Книга Записки о польских заговорах и восстаниях 1831-1862 годов, страница 38. Автор книги Николай Берг

Разделитель для чтения книг в онлайн библиотеке

Онлайн книга «Записки о польских заговорах и восстаниях 1831-1862 годов»

Cтраница 38

Но проповедь, принципы и дело – совсем не одно и то же. Как ни безумны, по-видимому, ни порывисты, ни молоды были Академики Маевского, но все-таки в них было больше революционного дела на всякий опытный взгляд, больше, нежели в ком-нибудь из тогдашних партий Варшавы. Если б Юргенчиков (как звали этот кружок те, кто о нем знал) оставить на произвол судьбы и не подталкивать, из них образовался бы, без сомнения, тот же невинный, способный на одни праздные сходки, кружок чисто белых «будователей» (как их прозвал один русский писатель), «миллинеров» (как их называл Мирославский), то есть таких заговорщиков, которые растягивают революционные работы на тысячу лет.

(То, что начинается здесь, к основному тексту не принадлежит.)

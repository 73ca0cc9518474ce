// ============================================================================
// ELEMENT BUILDER - Builder pattern para crear elementos fácilmente
// ============================================================================

use wasm_bindgen::prelude::*;
use web_sys::Element;

use crate::dom::{append_child, append_text, create_element, set_text_content};

pub struct ElementBuilder {
    element: Element,
}

impl ElementBuilder {
    /// Crear nuevo builder para un elemento
    pub fn new(tag: &str) -> Result<Self, JsValue> {
        Ok(Self {
            element: create_element(tag)?,
        })
    }

    /// Establecer class name (reemplaza todas las clases)
    pub fn class(self, class: &str) -> Self {
        self.element.set_class_name(class);
        self
    }

    /// Establecer atributo
    pub fn attr(self, name: &str, value: &str) -> Result<Self, JsValue> {
        self.element.set_attribute(name, value)?;
        Ok(self)
    }

    /// Establecer text content
    pub fn text(self, text: &str) -> Self {
        set_text_content(&self.element, text);
        self
    }

    /// Agregar texto como nodo hijo (preserva hijos ya agregados)
    pub fn text_node(self, text: &str) -> Result<Self, JsValue> {
        append_text(&self.element, text)?;
        Ok(self)
    }

    /// Agregar hijo
    pub fn child(self, child: Element) -> Result<Self, JsValue> {
        append_child(&self.element, &child)?;
        Ok(self)
    }

    /// Construir y retornar elemento
    pub fn build(self) -> Element {
        self.element
    }
}
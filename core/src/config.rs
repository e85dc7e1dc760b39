use serde::{Deserialize, Serialize};
use std::collections::HashSet;

use crate::error::{EngineError, Result};
use crate::tokenizer;

/// Stemming variant applied by the analyzer.
///
/// Each variant is a fixed, deterministic snowball rule set; changing the
/// variant changes the index vocabulary, so an index must always be queried
/// with the configuration it was built with.
#[derive(Clone, Copy, Debug, Default, PartialEq, Eq, Serialize, Deserialize)]
pub enum Stemming {
    Off,
    /// English (Porter2) rules.
    #[default]
    English,
    French,
    German,
    Spanish,
}

/// Configuration for the text analyzer.
#[derive(Clone, Debug, Serialize, Deserialize)]
pub struct AnalyzerConfig {
    /// Tokens discarded before stemming. Compared after lowercasing.
    pub stop_words: HashSet<String>,
    pub stemming: Stemming,
}

impl Default for AnalyzerConfig {
    fn default() -> Self {
        Self {
            stop_words: tokenizer::english_stopwords(),
            stemming: Stemming::default(),
        }
    }
}

/// Per-field multipliers applied to term counts at build time.
///
/// Unit weights make a posting's tf the raw occurrence count; a weight of
/// zero drops the field from the index entirely.
#[derive(Clone, Copy, Debug, Serialize, Deserialize)]
pub struct FieldWeights {
    pub title: f32,
    pub author: f32,
    pub description: f32,
}

impl Default for FieldWeights {
    fn default() -> Self {
        Self {
            title: 1.0,
            author: 1.0,
            description: 1.0,
        }
    }
}

/// Dampening applied to term frequencies on both the document and query side.
#[derive(Clone, Copy, Debug, Default, PartialEq, Eq, Serialize, Deserialize)]
pub enum TfDampening {
    /// Use the weighted frequency as-is.
    Raw,
    /// `1 + ln(tf)`, with `ln(tf)` clamped at zero so weighted frequencies
    /// below one still contribute.
    #[default]
    Logarithmic,
}

/// Everything `build` and `rank` need beyond the documents themselves.
///
/// Constructed once by the host and threaded through both calls; the core
/// never reads ambient settings.
#[derive(Clone, Debug, Serialize, Deserialize)]
pub struct IndexConfig {
    pub analyzer: AnalyzerConfig,
    pub field_weights: FieldWeights,
    pub tf_dampening: TfDampening,
    /// Logarithm base of the idf term. Must be greater than 1.
    pub idf_base: f32,
}

impl Default for IndexConfig {
    fn default() -> Self {
        Self {
            analyzer: AnalyzerConfig::default(),
            field_weights: FieldWeights::default(),
            tf_dampening: TfDampening::default(),
            idf_base: std::f32::consts::E,
        }
    }
}

impl IndexConfig {
    pub fn validate(&self) -> Result<()> {
        let weights = [
            ("title", self.field_weights.title),
            ("author", self.field_weights.author),
            ("description", self.field_weights.description),
        ];
        for (field, weight) in weights {
            if !weight.is_finite() || weight < 0.0 {
                return Err(EngineError::InvalidConfig(format!(
                    "{field} weight must be finite and non-negative, got {weight}"
                )));
            }
        }
        if !self.idf_base.is_finite() || self.idf_base <= 1.0 {
            return Err(EngineError::InvalidConfig(format!(
                "idf_base must be greater than 1, got {}",
                self.idf_base
            )));
        }
        Ok(())
    }
}

#[cfg(test)]
mod tests {
    use super::*;

    #[test]
    fn default_config_is_valid() {
        assert!(IndexConfig::default().validate().is_ok());
    }

    #[test]
    fn rejects_negative_weight() {
        let mut config = IndexConfig::default();
        config.field_weights.author = -0.5;
        assert!(config.validate().is_err());
    }

    #[test]
    fn rejects_degenerate_idf_base() {
        let mut config = IndexConfig::default();
        config.idf_base = 1.0;
        assert!(config.validate().is_err());
        config.idf_base = f32::NAN;
        assert!(config.validate().is_err());
    }
}
use tome_core::{Analyzer, AnalyzerConfig, Stemming};

#[test]
fn it_normalizes_and_stems() {
    let analyzer = Analyzer::new(&AnalyzerConfig::default());
    let terms = analyzer.analyze("Running Runners RUN!");
    assert_eq!(terms, vec!["run", "runner", "run"]);
}

#[test]
fn it_filters_stopwords() {
    let analyzer = Analyzer::new(&AnalyzerConfig::default());
    let terms = analyzer.analyze("The quick brown fox and the lazy dog");
    assert!(!terms.contains(&"the".to_string()));
    assert!(!terms.contains(&"and".to_string()));
    assert!(terms.contains(&"quick".to_string()));
}

#[test]
fn punctuation_is_only_a_boundary() {
    let analyzer = Analyzer::new(&AnalyzerConfig::default());
    assert_eq!(
        analyzer.analyze("wealth... growth; (fortune)!"),
        vec!["wealth", "growth", "fortun"]
    );
}

#[test]
fn empty_input_yields_empty_sequence() {
    let analyzer = Analyzer::new(&AnalyzerConfig::default());
    assert!(analyzer.analyze("").is_empty());
    assert!(analyzer.analyze("  \t\n  ...").is_empty());
}

#[test]
fn compatibility_forms_are_folded() {
    let analyzer = Analyzer::new(&AnalyzerConfig::default());
    // U+FB01 LATIN SMALL LIGATURE FI and fullwidth letters decompose under NFKC
    assert_eq!(analyzer.analyze("ﬁre"), vec!["fire"]);
    assert_eq!(analyzer.analyze("Ｇｒｅａｔ"), vec!["great"]);
}

#[test]
fn numeric_tokens_survive() {
    let analyzer = Analyzer::new(&AnalyzerConfig::default());
    assert_eq!(analyzer.analyze("published 1851"), vec!["publish", "1851"]);
}

#[test]
fn renormalizing_normalized_text_is_idempotent() {
    let analyzer = Analyzer::new(&AnalyzerConfig::default());
    let terms = analyzer.analyze("great stories about wealth, voyages and whales");
    let rejoined = terms.join(" ");
    assert_eq!(analyzer.analyze(&rejoined), terms);
}

#[test]
fn custom_stopword_set_is_honored() {
    let mut config = AnalyzerConfig::default();
    config.stop_words.insert("whale".to_string());
    let analyzer = Analyzer::new(&config);
    assert_eq!(analyzer.analyze("the great whale"), vec!["great"]);
}

#[test]
fn stemming_variants_differ() {
    let english = Analyzer::new(&AnalyzerConfig::default());
    let off = Analyzer::new(&AnalyzerConfig {
        stemming: Stemming::Off,
        ..AnalyzerConfig::default()
    });
    assert_eq!(english.analyze("stories"), vec!["stori"]);
    assert_eq!(off.analyze("stories"), vec!["stories"]);
}
use criterion::{criterion_group, criterion_main, Criterion};
use tome_core::{build, rank, Analyzer, AnalyzerConfig, Document, IndexConfig};

const DESCRIPTION: &str = "Call me Ishmael. Some years ago, never mind how long precisely, \
    having little or no money in my purse, and nothing particular to interest me on shore, \
    I thought I would sail about a little and see the watery part of the world.";

fn sample_catalog() -> Vec<Document> {
    let topics = [
        "whale voyage sea harpoon captain",
        "garden seasons planting harvest soil",
        "wealth fortune society parties summer",
        "orphan expectations london marshes convict",
        "war peace winter campaign letters",
    ];
    (0..200)
        .map(|i| {
            let topic = topics[i % topics.len()];
            Document::new(
                i as u32,
                format!("Book {i}"),
                format!("Author {}", i % 17),
                format!("{topic} {DESCRIPTION}"),
            )
        })
        .collect()
}

fn bench_analyze(c: &mut Criterion) {
    let analyzer = Analyzer::new(&AnalyzerConfig::default());
    c.bench_function("analyze_description", |b| {
        b.iter(|| analyzer.analyze(DESCRIPTION))
    });
}

fn bench_build(c: &mut Criterion) {
    let config = IndexConfig::default();
    c.bench_function("build_200_docs", |b| {
        b.iter(|| build(sample_catalog(), &config).unwrap())
    });
}

fn bench_rank(c: &mut Criterion) {
    let config = IndexConfig::default();
    let index = build(sample_catalog(), &config).unwrap().index;
    let analyzer = Analyzer::new(&config.analyzer);
    c.bench_function("rank_two_terms", |b| {
        b.iter(|| rank(&index, &analyzer, &config, "whale voyage", Some(10)))
    });
}

criterion_group!(benches, bench_analyze, bench_build, bench_rank);
criterion_main!(benches);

Это могло случиться даже, пожалуй, и с кружком Янковского, так как его «краснина» – были люди более или менее степенные, с известным, определенным положением в обществе, – люди, кому было что терять, не молокососы, не smarkate Маевского, готовые когда угодно в огонь и в воду, именно потому, что они smarkate.

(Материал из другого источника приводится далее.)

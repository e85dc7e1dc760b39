use serde::{Deserialize, Serialize};
use std::collections::{HashMap, HashSet};

use crate::config::{FieldWeights, IndexConfig};
use crate::error::{InvalidDocument, Result};
use crate::tokenizer::Analyzer;

pub type DocId = u32;
pub type TermId = u32;

/// A catalog record as supplied by the host.
///
/// Identity is the id: two records may share text but never an id. A record
/// that arrives without one carries `id: None` and is rejected at build time.
#[derive(Debug, Clone, Serialize, Deserialize)]
pub struct Document {
    pub id: Option<DocId>,
    pub title: String,
    pub author: String,
    pub description: String,
}

impl Document {
    pub fn new(
        id: DocId,
        title: impl Into<String>,
        author: impl Into<String>,
        description: impl Into<String>,
    ) -> Self {
        Self {
            id: Some(id),
            title: title.into(),
            author: author.into(),
            description: description.into(),
        }
    }
}

/// One entry in a postings list.
#[derive(Debug, Clone, Copy, PartialEq, Serialize, Deserialize)]
pub struct Posting {
    pub doc_id: DocId,
    /// Field-weighted occurrence count of the term in this document; the raw
    /// count under unit weights.
    pub tf: f32,
}

/// Immutable index snapshot produced by [`build`].
///
/// Postings lists are sorted by doc id with at most one entry per document,
/// and the document frequency of a term is always its postings-list length.
/// A rebuild produces a new instance; nothing here mutates after build, so
/// any number of concurrent readers can share a snapshot without locking.
#[derive(Debug, Default, Clone, Serialize, Deserialize)]
pub struct InvertedIndex {
    dictionary: HashMap<String, TermId>,
    df: Vec<u32>,
    postings: HashMap<TermId, Vec<Posting>>,
    doc_lengths: HashMap<DocId, u32>,
}

impl InvertedIndex {
    /// Number of documents the index was built over, including documents
    /// whose normalized text was empty.
    pub fn total_docs(&self) -> u32 {
        self.doc_lengths.len() as u32
    }

    /// Number of distinct terms.
    pub fn term_count(&self) -> usize {
        self.dictionary.len()
    }

    /// Number of documents containing `term`; zero if the term is absent.
    pub fn document_frequency(&self, term: &str) -> u32 {
        self.term_id(term).map_or(0, |tid| self.df_of(tid))
    }

    /// Postings list for `term`, sorted by doc id.
    pub fn postings(&self, term: &str) -> Option<&[Posting]> {
        self.term_id(term).map(|tid| self.postings_of(tid))
    }

    /// Total normalized-term count of a document, `None` if the document was
    /// not part of the build.
    pub fn document_length(&self, doc_id: DocId) -> Option<u32> {
        self.doc_lengths.get(&doc_id).copied()
    }

    pub fn contains_document(&self, doc_id: DocId) -> bool {
        self.doc_lengths.contains_key(&doc_id)
    }

    /// All indexed terms, in no particular order.
    pub fn terms(&self) -> impl Iterator<Item = &str> {
        self.dictionary.keys().map(String::as_str)
    }

    pub(crate) fn term_id(&self, term: &str) -> Option<TermId> {
        self.dictionary.get(term).copied()
    }

    pub(crate) fn df_of(&self, tid: TermId) -> u32 {
        self.df[tid as usize]
    }

    pub(crate) fn postings_of(&self, tid: TermId) -> &[Posting] {
        self.postings.get(&tid).map_or(&[], Vec::as_slice)
    }

    fn intern(&mut self, term: String) -> TermId {
        match self.dictionary.get(&term) {
            Some(&tid) => tid,
            None => {
                let tid = self.df.len() as TermId;
                self.dictionary.insert(term, tid);
                self.df.push(0);
                tid
            }
        }
    }
}

/// A record rejected during a build.
#[derive(Debug, Clone, Copy, PartialEq, Eq)]
pub struct SkippedDocument {
    /// Zero-based position of the record in the input stream.
    pub ordinal: usize,
    pub reason: InvalidDocument,
}

/// Outcome of a build: the finished index plus every rejected record,
/// aggregated so the caller can decide once whether to proceed.
#[derive(Debug)]
pub struct BuildReport {
    pub index: InvertedIndex,
    pub skipped: Vec<SkippedDocument>,
}

/// Term statistics of a single document, computed independently of every
/// other document. Keeping this step self-contained leaves the merge below
/// as the only ordering-sensitive part of a build.
struct DocCounts {
    doc_id: DocId,
    length: u32,
    tf: HashMap<String, f32>,
}

fn count_document(
    analyzer: &Analyzer,
    weights: &FieldWeights,
    doc_id: DocId,
    doc: &Document,
) -> DocCounts {
    let fields = [
        (&doc.title, weights.title),
        (&doc.author, weights.author),
        (&doc.description, weights.description),
    ];
    let mut tf: HashMap<String, f32> = HashMap::new();
    let mut length = 0u32;
    for (text, weight) in fields {
        for term in analyzer.analyze(text) {
            length += 1;
            *tf.entry(term).or_insert(0.0) += weight;
        }
    }
    DocCounts { doc_id, length, tf }
}

/// Build an index over `documents`.
///
/// Records with a missing or already-seen id are skipped and reported; the
/// first record with a given id wins, which keeps the surviving data
/// independent of how later duplicates are interleaved. A document whose
/// normalized text is empty contributes no postings but still counts toward
/// the document total with length zero.
///
/// Building twice over the same input and configuration yields identical
/// postings, frequencies and lengths. The only fatal error is an invalid
/// configuration.
pub fn build<I>(documents: I, config: &IndexConfig) -> Result<BuildReport>
where
    I: IntoIterator<Item = Document>,
{
    config.validate()?;
    let analyzer = Analyzer::new(&config.analyzer);

    let mut seen: HashSet<DocId> = HashSet::new();
    let mut skipped: Vec<SkippedDocument> = Vec::new();
    let mut counted: Vec<DocCounts> = Vec::new();

    for (ordinal, doc) in documents.into_iter().enumerate() {
        let reason = match doc.id {
            None => InvalidDocument::MissingId,
            Some(id) if !seen.insert(id) => InvalidDocument::DuplicateId(id),
            Some(id) => {
                counted.push(count_document(&analyzer, &config.field_weights, id, &doc));
                continue;
            }
        };
        skipped.push(SkippedDocument { ordinal, reason });
    }

    let mut index = InvertedIndex::default();
    for counts in counted {
        index.doc_lengths.insert(counts.doc_id, counts.length);
        for (term, tf) in counts.tf {
            if tf <= 0.0 {
                // zero-weighted field: term occurs but is not indexed
                continue;
            }
            let tid = index.intern(term);
            index.df[tid as usize] += 1;
            index.postings.entry(tid).or_default().push(Posting {
                doc_id: counts.doc_id,
                tf,
            });
        }
    }
    for plist in index.postings.values_mut() {
        plist.sort_by_key(|p| p.doc_id);
    }

    tracing::debug!(
        num_docs = index.total_docs(),
        num_terms = index.term_count(),
        skipped = skipped.len(),
        "index built"
    );
    Ok(BuildReport { index, skipped })
}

Это понимал лучше всех сам Янковский. Его бесило одинаково и праздное разглагольствование Юргенчиков, и недостаточная отвага своих, и бестолковое метание из стороны в сторону ребят Маевского, очень плохо знавших, как делаются эти дела, а только настораживавших уши по направлению к Западу: что прилетит оттуда; и если что прилетало, ребята бросались со всех ног исполнять, не зная, хорошо это или дурно, идет или не идет к минуте. Необходимо было для пользы общей стакнуться, слиться всему, что живо и горячо. Янковский сделал прежде всего движение к кружку Юргенса; но, по внимательном рассмотрении, увидел в нем просто-напросто белых, как все белые, миллинеров Мирославского. А Юргенс увидел в Янковистах необузданную «краснину». Янковский требовал действий, между прочим посылки в разные пункты агентов; Юргенс находил всякие действия пока невозможными и рекомендовал выжидание более благоприятных минут, которые, по его мнению, должны были скоро наступить.

Янковский, после нескольких сходок депутатов обеих партий, прекратил переговоры с Юргенчиками и обратился к смаркатым [166].

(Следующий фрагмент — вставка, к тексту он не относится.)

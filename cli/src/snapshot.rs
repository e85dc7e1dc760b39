//! On-disk snapshot of a built index. The file format belongs to this host,
//! not to the core: a snapshot is just the serialized index plus the
//! configuration it was built with, because an index is only queryable
//! through the analyzer that produced its vocabulary.

use anyhow::{bail, Context, Result};
use serde::{Deserialize, Serialize};
use std::collections::HashMap;
use std::fs;
use std::path::{Path, PathBuf};
use time::format_description::well_known::Rfc3339;
use time::OffsetDateTime;
use tome_core::{DocId, IndexConfig, InvertedIndex};

pub const FORMAT_VERSION: u32 = 1;

#[derive(Debug, Serialize, Deserialize)]
pub struct MetaFile {
    pub num_docs: u32,
    pub created_at: String,
    pub version: u32,
}

/// Display fields kept beside the index so search results can be rendered
/// without reloading the source records.
#[derive(Debug, Clone, Serialize, Deserialize)]
pub struct BookSummary {
    pub title: String,
    pub author: String,
}

pub type Catalog = HashMap<DocId, BookSummary>;

#[derive(Serialize, Deserialize)]
struct SavedIndex {
    version: u32,
    config: IndexConfig,
    index: InvertedIndex,
}

pub struct SnapshotPaths {
    pub root: PathBuf,
}

impl SnapshotPaths {
    pub fn new<P: AsRef<Path>>(root: P) -> Self {
        Self {
            root: root.as_ref().to_path_buf(),
        }
    }
    fn index(&self) -> PathBuf {
        self.root.join("index.bin")
    }
    fn catalog(&self) -> PathBuf {
        self.root.join("catalog.bin")
    }
    fn meta(&self) -> PathBuf {
        self.root.join("meta.json")
    }
}

pub fn save(
    paths: &SnapshotPaths,
    config: &IndexConfig,
    index: &InvertedIndex,
    catalog: &Catalog,
) -> Result<()> {
    fs::create_dir_all(&paths.root)?;
    let saved = SavedIndex {
        version: FORMAT_VERSION,
        config: config.clone(),
        index: index.clone(),
    };
    fs::write(paths.index(), bincode::serialize(&saved)?)?;
    fs::write(paths.catalog(), bincode::serialize(catalog)?)?;
    let meta = MetaFile {
        num_docs: index.total_docs(),
        created_at: OffsetDateTime::now_utc()
            .format(&Rfc3339)
            .unwrap_or_else(|_| "".into()),
        version: FORMAT_VERSION,
    };
    fs::write(paths.meta(), serde_json::to_string_pretty(&meta)?)?;
    Ok(())
}

pub fn load(paths: &SnapshotPaths) -> Result<(IndexConfig, InvertedIndex, Catalog)> {
    let bytes = fs::read(paths.index())
        .with_context(|| format!("reading {}", paths.index().display()))?;
    let saved: SavedIndex = bincode::deserialize(&bytes)?;
    if saved.version != FORMAT_VERSION {
        bail!(
            "unsupported index format version {} (expected {})",
            saved.version,
            FORMAT_VERSION
        );
    }
    let catalog: Catalog = bincode::deserialize(
        &fs::read(paths.catalog())
            .with_context(|| format!("reading {}", paths.catalog().display()))?,
    )?;
    Ok((saved.config, saved.index, catalog))
}

#[cfg(test)]
mod tests {
    use super::*;
    use tempfile::tempdir;
    use tome_core::{build, rank, Analyzer, Document};

    #[test]
    fn snapshot_round_trip_preserves_ranking() {
        let config = IndexConfig::default();
        let docs = vec![
            Document::new(1, "Moby-Dick", "Herman Melville", "the white whale"),
            Document::new(2, "Garden Almanac", "A. Gardener", "vegetables"),
        ];
        let index = build(docs, &config).unwrap().index;
        let mut catalog = Catalog::new();
        catalog.insert(
            1,
            BookSummary {
                title: "Moby-Dick".into(),
                author: "Herman Melville".into(),
            },
        );

        let dir = tempdir().unwrap();
        let paths = SnapshotPaths::new(dir.path());
        save(&paths, &config, &index, &catalog).unwrap();
        let (loaded_config, loaded_index, loaded_catalog) = load(&paths).unwrap();

        assert_eq!(loaded_index.total_docs(), 2);
        assert_eq!(loaded_catalog.get(&1).unwrap().title, "Moby-Dick");

        let analyzer = Analyzer::new(&loaded_config.analyzer);
        let hits = rank(&loaded_index, &analyzer, &loaded_config, "whale", None);
        assert_eq!(hits.len(), 1);
        assert_eq!(hits[0].doc_id, 1);
    }
}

Положено бы также «выбрать депутатов». Местом сходбища назначена квартира Маевского, на Хмельной улице, в доме № 1531. Академики выставили следующих представителей своего кружка (приобретшего за последние дни несколько ратников вне своих школьных стен): собственно от академии – братьев Франковских, Станислава, Ивана и Льва (тогда только что поступивших в академию), от художественной школы – Карла Новаковского, от города: архитектора Рафаила Краевского; литераторов: Ивана Банземера (берлинского студента) и Левенгардта (краковского студента).

С Янковским явились: сотрудник «Польской Газеты» Болеслав Денель, товарищ Мирославского по восстанию 1848 года, и молодые помещики: Станислав Кршеминский и Юлиан Верещинский.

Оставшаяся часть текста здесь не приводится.